Russell forced to retreat, leaving tents, Jan 1862
Military affairs around us.
On Saturday the Confederates, to number of 6,000 to 8,000, drove the Federal troops across the Potomac at Hancock. Among the advance troops at Bath, six miles from the river, was Russell’s cavalry, of this county, who lost their tents etc. Col Light’s Illinois regiment was also compelled to retire.
In the meantime the Confederates destroyed the railroad, the bridges, the telegraph lines, this cutting off communication with Cumberland. Gen Lander arrived at Hancock on Sunday and took command of the Federal troops, to the number of about 3,000. On Sunday morning the Confederates demanded the evacuation of the town by the Federal troops; but the demand was unheeded.
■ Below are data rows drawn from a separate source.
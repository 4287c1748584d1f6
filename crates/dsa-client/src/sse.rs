//! Incremental `text/event-stream` decoding.
//!
//! Chunks arrive at arbitrary byte boundaries, so the decoder buffers raw
//! bytes and only decodes complete lines. A frame is dispatched on the blank
//! line that terminates it:
//!
//! ```text
//! event: task_completed
//! data: {"task_id":"t-1","status":"completed","model_name":"gemini"}
//!
//! : heartbeat comment
//! ```

use serde_json::Value;

use dsa_protocol::{DashboardError, TaskEvent, TaskEventKind, TaskInfo};

use crate::casing::normalize_keys;

/// One dispatched server-sent event.
#[derive(Debug, Clone, PartialEq, Eq, Default)]
pub struct SseFrame {
    /// Event name; `message` when the frame did not name one.
    pub event: String,
    /// Data lines joined with `\n`.
    pub data: String,
    pub id: Option<String>,
}

/// Stateful decoder fed with raw response chunks.
#[derive(Debug, Default)]
pub struct SseDecoder {
    buffer: Vec<u8>,
    event: Option<String>,
    data: Vec<String>,
    id: Option<String>,
}

impl SseDecoder {
    pub fn new() -> Self {
        Self::default()
    }

    /// Feed a chunk and return every frame it completed.
    pub fn push(&mut self, chunk: &[u8]) -> Vec<SseFrame> {
        self.buffer.extend_from_slice(chunk);
        let mut frames = Vec::new();

        while let Some(pos) = self.buffer.iter().position(|b| *b == b'\n') {
            let mut line: Vec<u8> = self.buffer.drain(..=pos).collect();
            line.pop();
            if line.last() == Some(&b'\r') {
                line.pop();
            }
            let line = String::from_utf8_lossy(&line);
            if let Some(frame) = self.process_line(&line) {
                frames.push(frame);
            }
        }

        frames
    }

    fn process_line(&mut self, line: &str) -> Option<SseFrame> {
        if line.is_empty() {
            return self.dispatch();
        }
        if line.starts_with(':') {
            return None;
        }

        let (field, value) = match line.split_once(':') {
            Some((f, v)) => (f, v.strip_prefix(' ').unwrap_or(v)),
            None => (line, ""),
        };

        match field {
            "event" => self.event = Some(value.to_string()),
            "data" => self.data.push(value.to_string()),
            "id" => self.id = Some(value.to_string()),
            _ => {}
        }
        None
    }

    fn dispatch(&mut self) -> Option<SseFrame> {
        let event = self.event.take();
        let id = self.id.take();
        if self.data.is_empty() {
            return None;
        }
        let data = std::mem::take(&mut self.data).join("\n");
        Some(SseFrame {
            event: event.unwrap_or_else(|| "message".to_string()),
            data,
            id,
        })
    }
}

/// Decode a frame into a task lifecycle event.
///
/// Returns `Ok(None)` for frames that are not task transitions
/// (`connected`, `heartbeat`, anything unknown).
pub fn decode_task_event(frame: &SseFrame) -> Result<Option<TaskEvent>, DashboardError> {
    let Some(kind) = TaskEventKind::from_event_name(&frame.event) else {
        return Ok(None);
    };

    let raw: Value = serde_json::from_str(&frame.data)
        .map_err(|e| DashboardError::Decode(format!("{} payload: {e}", frame.event)))?;
    let raw = match raw {
        Value::Object(mut map) if map.get("task").is_some_and(Value::is_object) => {
            map.remove("task").unwrap_or_default()
        }
        other => other,
    };

    let task: TaskInfo = serde_json::from_value(normalize_keys(raw))
        .map_err(|e| DashboardError::Decode(format!("{} payload: {e}", frame.event)))?;
    Ok(Some(TaskEvent::new(kind, task)))
}
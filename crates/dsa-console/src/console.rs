//! Interactive terminal dashboard.
//!
//! Type a stock code and press Enter to analyze it with every selected
//! model. The left column lists recent reports, the right column shows the
//! running tasks, one tab per model and the active tab's report. Slash
//! commands cover the remaining actions (`/help` lists them).
//!
//! Launch with `dsa-console` (or `dsa-console console`).

use std::io::{self, Stdout};
use std::time::{Duration, Instant};

use crossterm::{
    event::{self, Event, KeyCode, KeyEventKind, KeyModifiers},
    execute,
    terminal::{disable_raw_mode, enable_raw_mode, EnterAlternateScreen, LeaveAlternateScreen},
};
use ratatui::{
    backend::CrosstermBackend,
    layout::{Constraint, Direction, Layout, Rect},
    style::{Color, Modifier, Style},
    text::{Line, Span},
    widgets::{Block, Borders, Cell, Paragraph, Row, Table, Wrap},
    Frame, Terminal,
};
use tokio::sync::mpsc;
use tokio::task::JoinHandle;

use dsa_client::{AnalysisApi, StreamMessage};
use dsa_protocol::{
    format_timestamp, AnalysisReport, DashboardError, DisplayNames, PriceDirection, TaskStatus,
};
use dsa_state::{
    DashboardState, LogCategory, LogEntry, Reconciler, ReportRouting, StreamStatus,
    SubmissionOutcome, TabInfo,
};

use crate::views;

const CONSOLE_CAPACITY: usize = 500;

/// A provider in the model selector.
#[derive(Debug, Clone)]
struct ProviderPill {
    key: String,
    label: String,
    badge: String,
    color: Color,
    selected: bool,
}

#[derive(Debug, Clone)]
struct TaskView {
    stock: String,
    model: String,
    status: TaskStatus,
    detail: String,
}

#[derive(Debug, Clone)]
struct HistoryRow {
    query_id: String,
    title: String,
    stock_code: String,
    badge: Option<(String, Color)>,
    created_at: String,
    sentiment_score: Option<i32>,
}

/// Snapshot of dashboard state for rendering.
struct ConsoleSnapshot {
    providers: Vec<ProviderPill>,
    stream_status: StreamStatus,
    input_error: Option<String>,
    duplicate_notice: Option<String>,
    error_banner: Option<String>,
    is_analyzing: bool,
    tabs: Vec<TabInfo>,
    active_tab: String,
    active_label: String,
    report: Option<AnalysisReport>,
    report_loading: bool,
    tasks: Vec<TaskView>,
    history: Vec<HistoryRow>,
    history_total: u64,
    history_loading: bool,
    history_loading_more: bool,
    history_all_loaded: bool,
    selected_query_id: Option<String>,
    event_log: Vec<LogEntry>,
    names: DisplayNames,
}
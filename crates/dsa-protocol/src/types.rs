//! Payload shapes exchanged with the analysis backend.
//!
//! Response types deserialize from camelCase keys: the client rewrites the
//! backend's snake_case keys before decoding (see `dsa_client::casing`).

use serde::{Deserialize, Serialize};

/// Public description of a configured AI provider.
#[derive(Debug, Clone, PartialEq, Eq, Serialize, Deserialize)]
#[serde(rename_all = "camelCase")]
pub struct ProviderInfo {
    /// Stable identifier, e.g. `gemini`, `openai`, `qwen`.
    pub key: String,
    pub display_name: String,
    /// `gemini` or `openai_compatible`.
    #[serde(default)]
    pub provider_type: String,
    /// Default model served by the provider.
    #[serde(default, alias = "model")]
    pub model_name: Option<String>,
}

impl ProviderInfo {
    pub fn new(key: impl Into<String>, display_name: impl Into<String>) -> Self {
        Self {
            key: key.into(),
            display_name: display_name.into(),
            provider_type: String::new(),
            model_name: None,
        }
    }
}

#[derive(Debug, Clone, Deserialize)]
pub struct ProviderList {
    #[serde(default)]
    pub providers: Vec<ProviderInfo>,
}

/// Lifecycle status reported by the backend for an analysis task.
#[derive(Debug, Clone, Copy, PartialEq, Eq, Hash, Serialize, Deserialize, Default)]
#[serde(rename_all = "lowercase")]
pub enum TaskStatus {
    #[default]
    Pending,
    Processing,
    Completed,
    Failed,
    #[serde(other)]
    Unknown,
}

impl TaskStatus {
    pub fn is_terminal(self) -> bool {
        matches!(self, TaskStatus::Completed | TaskStatus::Failed)
    }
}

/// An asynchronous analysis task as reported by the task stream.
#[derive(Debug, Clone, PartialEq, Serialize, Deserialize, Default)]
#[serde(rename_all = "camelCase")]
pub struct TaskInfo {
    pub task_id: String,
    /// Provider key the task runs against. Absent on legacy tasks.
    #[serde(default)]
    pub model_name: Option<String>,
    #[serde(default)]
    pub status: TaskStatus,
    #[serde(default)]
    pub error: Option<String>,
    #[serde(default)]
    pub stock_code: String,
    #[serde(default)]
    pub stock_name: Option<String>,
    #[serde(default)]
    pub progress: Option<u8>,
    #[serde(default)]
    pub message: Option<String>,
    #[serde(default)]
    pub created_at: Option<String>,
}

impl TaskInfo {
    pub fn new(task_id: impl Into<String>, stock_code: impl Into<String>) -> Self {
        Self {
            task_id: task_id.into(),
            stock_code: stock_code.into(),
            ..Default::default()
        }
    }

    pub fn with_model(mut self, model: impl Into<String>) -> Self {
        self.model_name = Some(model.into());
        self
    }

    pub fn with_status(mut self, status: TaskStatus) -> Self {
        self.status = status;
        self
    }

    /// Provider key, treating an empty string as absent.
    pub fn provider_key(&self) -> Option<&str> {
        self.model_name.as_deref().filter(|m| !m.is_empty())
    }
}

#[derive(Debug, Clone, PartialEq, Serialize, Deserialize, Default)]
#[serde(rename_all = "camelCase")]
pub struct ReportMeta {
    pub query_id: String,
    pub stock_code: String,
    #[serde(default)]
    pub stock_name: Option<String>,
    /// Provider key that produced the report. Absent on legacy records.
    #[serde(default)]
    pub model_name: Option<String>,
    #[serde(default)]
    pub report_type: Option<String>,
    #[serde(default)]
    pub created_at: String,
    #[serde(default)]
    pub current_price: Option<f64>,
    #[serde(default)]
    pub change_pct: Option<f64>,
}

#[derive(Debug, Clone, PartialEq, Serialize, Deserialize, Default)]
#[serde(rename_all = "camelCase")]
pub struct ReportSummary {
    #[serde(default)]
    pub sentiment_score: i32,
    #[serde(default)]
    pub analysis_summary: String,
    #[serde(default)]
    pub operation_advice: String,
    #[serde(default)]
    pub trend_prediction: String,
    #[serde(default)]
    pub sentiment_label: Option<String>,
}

/// Price levels suggested by the analysis.
#[derive(Debug, Clone, PartialEq, Eq, Serialize, Deserialize, Default)]
#[serde(rename_all = "camelCase")]
pub struct ReportStrategy {
    #[serde(default)]
    pub ideal_buy: Option<String>,
    #[serde(default)]
    pub secondary_buy: Option<String>,
    #[serde(default)]
    pub stop_loss: Option<String>,
    #[serde(default)]
    pub take_profit: Option<String>,
}

impl ReportStrategy {
    /// Labelled strategy points in display order.
    pub fn points(&self) -> [(&'static str, Option<&str>); 4] {
        [
            ("Ideal buy", self.ideal_buy.as_deref()),
            ("Secondary buy", self.secondary_buy.as_deref()),
            ("Stop loss", self.stop_loss.as_deref()),
            ("Take profit", self.take_profit.as_deref()),
        ]
    }
}

/// A finished analysis report.
#[derive(Debug, Clone, PartialEq, Serialize, Deserialize, Default)]
#[serde(rename_all = "camelCase")]
pub struct AnalysisReport {
    pub meta: ReportMeta,
    #[serde(default)]
    pub summary: ReportSummary,
    #[serde(default)]
    pub strategy: Option<ReportStrategy>,
}

impl AnalysisReport {
    /// Provider key the report belongs to, if it was produced by a
    /// provider-aware backend.
    pub fn provider_key(&self) -> Option<&str> {
        self.meta.model_name.as_deref().filter(|m| !m.is_empty())
    }
}

/// One row of the analysis history.
#[derive(Debug, Clone, PartialEq, Serialize, Deserialize, Default)]
#[serde(rename_all = "camelCase")]
pub struct HistoryItem {
    pub query_id: String,
    pub stock_code: String,
    #[serde(default)]
    pub stock_name: Option<String>,
    #[serde(default)]
    pub model_name: Option<String>,
    #[serde(default)]
    pub sentiment_score: Option<i32>,
    #[serde(default)]
    pub created_at: String,
}

impl HistoryItem {
    /// Name shown in lists: stock name when known, else the code.
    pub fn title(&self) -> &str {
        self.stock_name
            .as_deref()
            .filter(|n| !n.is_empty())
            .unwrap_or(&self.stock_code)
    }
}

#[derive(Debug, Clone, PartialEq, Serialize, Deserialize, Default)]
#[serde(rename_all = "camelCase")]
pub struct HistoryPage {
    #[serde(default)]
    pub items: Vec<HistoryItem>,
    #[serde(default)]
    pub total: u64,
}

/// Query parameters of the history list endpoint.
#[derive(Debug, Clone, PartialEq, Eq, Serialize)]
pub struct HistoryQuery {
    /// Inclusive, `YYYY-MM-DD`.
    pub start_date: String,
    /// Inclusive, `YYYY-MM-DD`.
    pub end_date: String,
    /// 1-indexed.
    pub page: u32,
    pub limit: u32,
}

impl HistoryQuery {
    /// Query covering the `window_days` days up to and including `today`.
    pub fn recent(today: chrono::NaiveDate, window_days: i64, page: u32, limit: u32) -> Self {
        let start = today - chrono::Duration::days(window_days);
        Self {
            start_date: start.format("%Y-%m-%d").to_string(),
            end_date: today.format("%Y-%m-%d").to_string(),
            page,
            limit,
        }
    }
}

/// Body of the asynchronous analyze endpoint.
#[derive(Debug, Clone, PartialEq, Eq, Serialize)]
pub struct AnalyzeRequest {
    pub stock_code: String,
    pub report_type: String,
    pub model_name: String,
    pub async_mode: bool,
}

impl AnalyzeRequest {
    pub fn new(stock_code: impl Into<String>, model_name: impl Into<String>) -> Self {
        Self {
            stock_code: stock_code.into(),
            report_type: crate::DEFAULT_REPORT_TYPE.to_string(),
            model_name: model_name.into(),
            async_mode: true,
        }
    }
}

/// Acknowledgement of an accepted analyze request.
#[derive(Debug, Clone, PartialEq, Eq, Serialize, Deserialize)]
#[serde(rename_all = "camelCase")]
pub struct AnalyzeAccepted {
    pub task_id: String,
    #[serde(default)]
    pub status: Option<String>,
}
The Confederates did not, as stated in the daily papers, then commence to shell the town. But a few shot, we believe, were thrown into the town, one of which passed through the hotel of Mr. Barton. It is said the Federals lost but one man reaching the Maryland shore. On Monday the Confederates retired but reappeared in strong force. Gen. […?] of the 46th Penn, 19th and 28th New York and 5th Conn. reached this town on Monday evening, having marched 26 miles upon snow, remained overnight and then left – the first named for Williamsport and the others for Hancock, where the latter arrived on Wednesday evening.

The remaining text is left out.